(Records from a data source)

Content starts

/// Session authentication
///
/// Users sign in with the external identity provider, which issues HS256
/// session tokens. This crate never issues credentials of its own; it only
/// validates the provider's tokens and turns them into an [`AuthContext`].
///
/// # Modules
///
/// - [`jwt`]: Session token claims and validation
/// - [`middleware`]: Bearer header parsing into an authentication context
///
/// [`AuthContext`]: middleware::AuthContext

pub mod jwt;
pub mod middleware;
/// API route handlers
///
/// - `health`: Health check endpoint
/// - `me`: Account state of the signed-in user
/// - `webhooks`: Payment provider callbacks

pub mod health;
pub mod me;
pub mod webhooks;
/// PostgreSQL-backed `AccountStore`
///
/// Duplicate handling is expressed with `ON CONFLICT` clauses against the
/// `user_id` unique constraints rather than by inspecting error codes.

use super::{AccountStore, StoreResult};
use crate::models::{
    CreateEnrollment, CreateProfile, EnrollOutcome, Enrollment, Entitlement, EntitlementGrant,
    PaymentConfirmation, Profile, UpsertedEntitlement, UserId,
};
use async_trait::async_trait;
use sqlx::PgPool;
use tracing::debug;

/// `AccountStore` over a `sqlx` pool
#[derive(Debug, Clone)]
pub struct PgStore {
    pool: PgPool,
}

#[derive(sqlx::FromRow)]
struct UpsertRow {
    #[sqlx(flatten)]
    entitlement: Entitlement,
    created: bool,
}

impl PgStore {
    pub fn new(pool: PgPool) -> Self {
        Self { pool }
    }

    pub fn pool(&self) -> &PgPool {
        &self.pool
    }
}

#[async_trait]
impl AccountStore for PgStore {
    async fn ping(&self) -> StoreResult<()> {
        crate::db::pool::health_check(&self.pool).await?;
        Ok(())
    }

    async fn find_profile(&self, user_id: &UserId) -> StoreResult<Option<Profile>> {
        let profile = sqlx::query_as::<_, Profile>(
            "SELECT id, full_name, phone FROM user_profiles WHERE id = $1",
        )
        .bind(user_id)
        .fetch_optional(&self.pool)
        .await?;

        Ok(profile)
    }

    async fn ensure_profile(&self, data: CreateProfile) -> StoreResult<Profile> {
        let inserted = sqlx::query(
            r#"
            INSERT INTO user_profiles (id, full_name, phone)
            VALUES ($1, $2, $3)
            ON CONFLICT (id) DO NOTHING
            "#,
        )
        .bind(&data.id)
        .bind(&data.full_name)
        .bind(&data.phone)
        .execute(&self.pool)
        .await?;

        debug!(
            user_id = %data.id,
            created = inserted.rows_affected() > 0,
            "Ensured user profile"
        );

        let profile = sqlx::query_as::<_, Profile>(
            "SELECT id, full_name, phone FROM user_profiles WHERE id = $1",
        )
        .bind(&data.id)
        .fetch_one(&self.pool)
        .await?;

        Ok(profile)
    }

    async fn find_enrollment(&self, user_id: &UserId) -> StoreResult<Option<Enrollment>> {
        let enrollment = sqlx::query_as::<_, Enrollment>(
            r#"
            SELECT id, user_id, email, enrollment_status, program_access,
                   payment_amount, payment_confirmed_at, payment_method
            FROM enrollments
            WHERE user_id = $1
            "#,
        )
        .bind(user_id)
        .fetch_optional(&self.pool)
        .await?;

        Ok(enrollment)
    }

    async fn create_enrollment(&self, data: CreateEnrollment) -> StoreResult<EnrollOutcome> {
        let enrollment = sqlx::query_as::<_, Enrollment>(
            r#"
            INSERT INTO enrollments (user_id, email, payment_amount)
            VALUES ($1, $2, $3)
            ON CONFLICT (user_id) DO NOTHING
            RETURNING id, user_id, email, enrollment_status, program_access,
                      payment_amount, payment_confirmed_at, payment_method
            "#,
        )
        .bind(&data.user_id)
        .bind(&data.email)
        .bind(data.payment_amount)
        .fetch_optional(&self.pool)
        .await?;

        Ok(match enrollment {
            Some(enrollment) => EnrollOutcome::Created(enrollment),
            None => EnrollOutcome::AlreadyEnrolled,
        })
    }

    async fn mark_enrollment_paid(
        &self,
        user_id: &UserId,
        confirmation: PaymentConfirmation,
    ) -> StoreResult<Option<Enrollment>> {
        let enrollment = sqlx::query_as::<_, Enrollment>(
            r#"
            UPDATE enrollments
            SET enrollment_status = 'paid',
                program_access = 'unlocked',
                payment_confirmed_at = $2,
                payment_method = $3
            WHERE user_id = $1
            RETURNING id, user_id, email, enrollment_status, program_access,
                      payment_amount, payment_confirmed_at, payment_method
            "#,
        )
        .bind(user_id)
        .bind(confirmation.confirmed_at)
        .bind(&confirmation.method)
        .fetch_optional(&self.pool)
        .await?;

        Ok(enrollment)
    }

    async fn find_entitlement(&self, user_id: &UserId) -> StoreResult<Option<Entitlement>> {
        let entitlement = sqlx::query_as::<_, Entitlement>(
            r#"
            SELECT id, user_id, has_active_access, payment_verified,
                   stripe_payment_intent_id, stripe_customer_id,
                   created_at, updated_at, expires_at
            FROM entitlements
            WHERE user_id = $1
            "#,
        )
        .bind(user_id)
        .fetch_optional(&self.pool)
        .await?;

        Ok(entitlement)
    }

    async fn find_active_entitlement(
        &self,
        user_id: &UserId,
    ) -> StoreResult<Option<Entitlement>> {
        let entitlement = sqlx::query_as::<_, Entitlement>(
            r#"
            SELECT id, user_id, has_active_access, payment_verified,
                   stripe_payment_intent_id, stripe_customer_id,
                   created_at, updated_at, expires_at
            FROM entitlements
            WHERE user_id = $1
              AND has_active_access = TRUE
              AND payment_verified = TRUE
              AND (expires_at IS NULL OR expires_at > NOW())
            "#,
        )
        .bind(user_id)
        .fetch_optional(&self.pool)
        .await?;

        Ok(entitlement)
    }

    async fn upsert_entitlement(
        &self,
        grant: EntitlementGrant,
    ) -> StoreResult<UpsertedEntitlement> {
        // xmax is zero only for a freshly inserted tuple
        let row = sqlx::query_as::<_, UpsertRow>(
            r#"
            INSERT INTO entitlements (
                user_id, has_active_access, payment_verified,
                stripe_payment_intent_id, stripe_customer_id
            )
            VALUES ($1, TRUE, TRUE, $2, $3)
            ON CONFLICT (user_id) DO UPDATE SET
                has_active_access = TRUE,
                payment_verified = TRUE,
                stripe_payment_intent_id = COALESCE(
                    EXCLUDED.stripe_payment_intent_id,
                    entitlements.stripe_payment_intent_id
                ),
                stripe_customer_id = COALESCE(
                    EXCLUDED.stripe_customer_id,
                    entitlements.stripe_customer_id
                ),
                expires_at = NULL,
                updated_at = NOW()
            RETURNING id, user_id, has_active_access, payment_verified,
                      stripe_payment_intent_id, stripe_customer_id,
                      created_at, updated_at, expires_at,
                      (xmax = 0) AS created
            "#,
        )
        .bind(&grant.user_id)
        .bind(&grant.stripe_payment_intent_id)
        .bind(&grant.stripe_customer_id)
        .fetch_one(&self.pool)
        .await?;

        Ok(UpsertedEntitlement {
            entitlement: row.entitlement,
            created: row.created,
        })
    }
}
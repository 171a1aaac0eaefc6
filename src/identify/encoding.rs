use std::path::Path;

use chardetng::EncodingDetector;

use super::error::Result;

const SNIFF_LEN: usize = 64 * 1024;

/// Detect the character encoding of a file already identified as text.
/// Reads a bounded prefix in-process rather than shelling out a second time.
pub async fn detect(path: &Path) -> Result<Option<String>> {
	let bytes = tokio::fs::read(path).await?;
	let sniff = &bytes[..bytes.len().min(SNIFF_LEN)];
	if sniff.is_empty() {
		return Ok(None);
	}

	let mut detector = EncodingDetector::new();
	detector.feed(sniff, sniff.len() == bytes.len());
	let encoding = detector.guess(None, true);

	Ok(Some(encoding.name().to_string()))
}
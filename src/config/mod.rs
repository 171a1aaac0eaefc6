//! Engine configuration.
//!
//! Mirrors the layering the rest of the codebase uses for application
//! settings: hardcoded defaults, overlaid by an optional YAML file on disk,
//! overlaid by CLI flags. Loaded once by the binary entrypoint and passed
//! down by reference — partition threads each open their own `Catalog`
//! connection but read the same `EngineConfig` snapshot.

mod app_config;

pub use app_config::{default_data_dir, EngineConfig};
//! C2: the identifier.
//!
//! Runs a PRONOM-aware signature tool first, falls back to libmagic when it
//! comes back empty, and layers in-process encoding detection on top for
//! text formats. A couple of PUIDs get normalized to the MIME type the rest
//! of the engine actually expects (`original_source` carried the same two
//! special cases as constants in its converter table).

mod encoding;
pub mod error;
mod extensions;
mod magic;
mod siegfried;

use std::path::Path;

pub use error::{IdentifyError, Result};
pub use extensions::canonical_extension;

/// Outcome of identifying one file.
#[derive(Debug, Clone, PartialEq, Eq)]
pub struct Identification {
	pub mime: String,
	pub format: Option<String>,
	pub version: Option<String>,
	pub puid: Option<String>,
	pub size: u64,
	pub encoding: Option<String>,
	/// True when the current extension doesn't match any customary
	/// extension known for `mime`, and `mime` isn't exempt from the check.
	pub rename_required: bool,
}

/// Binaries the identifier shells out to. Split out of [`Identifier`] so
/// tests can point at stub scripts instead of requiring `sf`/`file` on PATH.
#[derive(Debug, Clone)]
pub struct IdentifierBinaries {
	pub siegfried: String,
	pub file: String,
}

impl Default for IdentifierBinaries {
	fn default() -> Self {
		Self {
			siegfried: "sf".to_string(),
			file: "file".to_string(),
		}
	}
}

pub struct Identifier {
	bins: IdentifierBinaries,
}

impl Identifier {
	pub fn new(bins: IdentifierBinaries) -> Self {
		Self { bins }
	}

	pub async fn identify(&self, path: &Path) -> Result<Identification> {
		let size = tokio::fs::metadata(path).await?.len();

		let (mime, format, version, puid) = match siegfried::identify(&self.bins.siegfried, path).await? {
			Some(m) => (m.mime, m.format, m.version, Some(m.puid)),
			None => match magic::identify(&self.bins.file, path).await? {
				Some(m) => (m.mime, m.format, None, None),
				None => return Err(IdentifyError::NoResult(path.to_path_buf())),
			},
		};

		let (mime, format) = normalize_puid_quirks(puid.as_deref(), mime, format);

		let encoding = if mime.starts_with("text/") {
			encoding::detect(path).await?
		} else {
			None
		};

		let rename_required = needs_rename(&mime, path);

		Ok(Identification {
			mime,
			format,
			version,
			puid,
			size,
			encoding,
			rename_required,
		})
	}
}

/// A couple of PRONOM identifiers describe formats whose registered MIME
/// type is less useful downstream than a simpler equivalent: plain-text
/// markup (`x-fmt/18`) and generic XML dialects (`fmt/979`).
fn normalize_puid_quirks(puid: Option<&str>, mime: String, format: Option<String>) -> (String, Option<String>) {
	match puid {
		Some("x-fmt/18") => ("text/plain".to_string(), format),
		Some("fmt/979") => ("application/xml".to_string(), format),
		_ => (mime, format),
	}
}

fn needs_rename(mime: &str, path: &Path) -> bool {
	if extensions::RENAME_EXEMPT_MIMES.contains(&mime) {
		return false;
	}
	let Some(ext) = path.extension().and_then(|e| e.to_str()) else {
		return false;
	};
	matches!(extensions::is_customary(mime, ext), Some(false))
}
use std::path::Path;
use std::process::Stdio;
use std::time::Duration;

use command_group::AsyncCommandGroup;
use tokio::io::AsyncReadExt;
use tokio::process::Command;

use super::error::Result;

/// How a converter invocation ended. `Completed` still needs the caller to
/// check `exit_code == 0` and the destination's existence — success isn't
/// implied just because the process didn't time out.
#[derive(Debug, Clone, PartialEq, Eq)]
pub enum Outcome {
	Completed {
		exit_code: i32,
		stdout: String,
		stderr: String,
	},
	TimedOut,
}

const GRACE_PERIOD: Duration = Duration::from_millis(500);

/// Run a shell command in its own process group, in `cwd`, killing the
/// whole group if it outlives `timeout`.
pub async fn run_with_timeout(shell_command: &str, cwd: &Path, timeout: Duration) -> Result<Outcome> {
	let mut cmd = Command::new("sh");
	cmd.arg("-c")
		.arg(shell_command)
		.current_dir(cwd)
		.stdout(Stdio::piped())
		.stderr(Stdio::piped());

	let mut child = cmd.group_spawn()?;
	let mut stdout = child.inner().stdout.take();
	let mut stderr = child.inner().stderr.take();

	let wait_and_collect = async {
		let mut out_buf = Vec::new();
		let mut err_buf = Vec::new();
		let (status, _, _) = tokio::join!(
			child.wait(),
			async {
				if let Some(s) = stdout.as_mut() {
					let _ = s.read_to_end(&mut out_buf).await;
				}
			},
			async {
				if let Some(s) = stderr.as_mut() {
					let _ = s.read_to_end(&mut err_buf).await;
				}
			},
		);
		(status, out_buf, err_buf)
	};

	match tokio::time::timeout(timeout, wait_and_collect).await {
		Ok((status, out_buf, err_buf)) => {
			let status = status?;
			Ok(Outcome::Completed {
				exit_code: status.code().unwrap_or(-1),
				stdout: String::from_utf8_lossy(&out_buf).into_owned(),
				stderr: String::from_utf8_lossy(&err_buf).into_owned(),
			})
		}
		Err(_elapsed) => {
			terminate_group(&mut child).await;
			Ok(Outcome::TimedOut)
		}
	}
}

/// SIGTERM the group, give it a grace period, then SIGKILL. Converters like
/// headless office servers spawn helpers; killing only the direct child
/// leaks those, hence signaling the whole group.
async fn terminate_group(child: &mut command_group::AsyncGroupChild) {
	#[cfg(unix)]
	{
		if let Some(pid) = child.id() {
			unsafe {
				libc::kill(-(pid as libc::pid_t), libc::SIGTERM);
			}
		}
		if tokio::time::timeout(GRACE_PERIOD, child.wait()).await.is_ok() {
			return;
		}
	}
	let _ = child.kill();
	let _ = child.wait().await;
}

Content ends

■ TASK TO CARRY OUT
The expected answer is a copy of every line in the entries that holds the word "NOTHING".

■ SOLUTION TO THIS PROBLEM
            ON CONFLICT (id) DO NOTHING
            ON CONFLICT (user_id) DO NOTHING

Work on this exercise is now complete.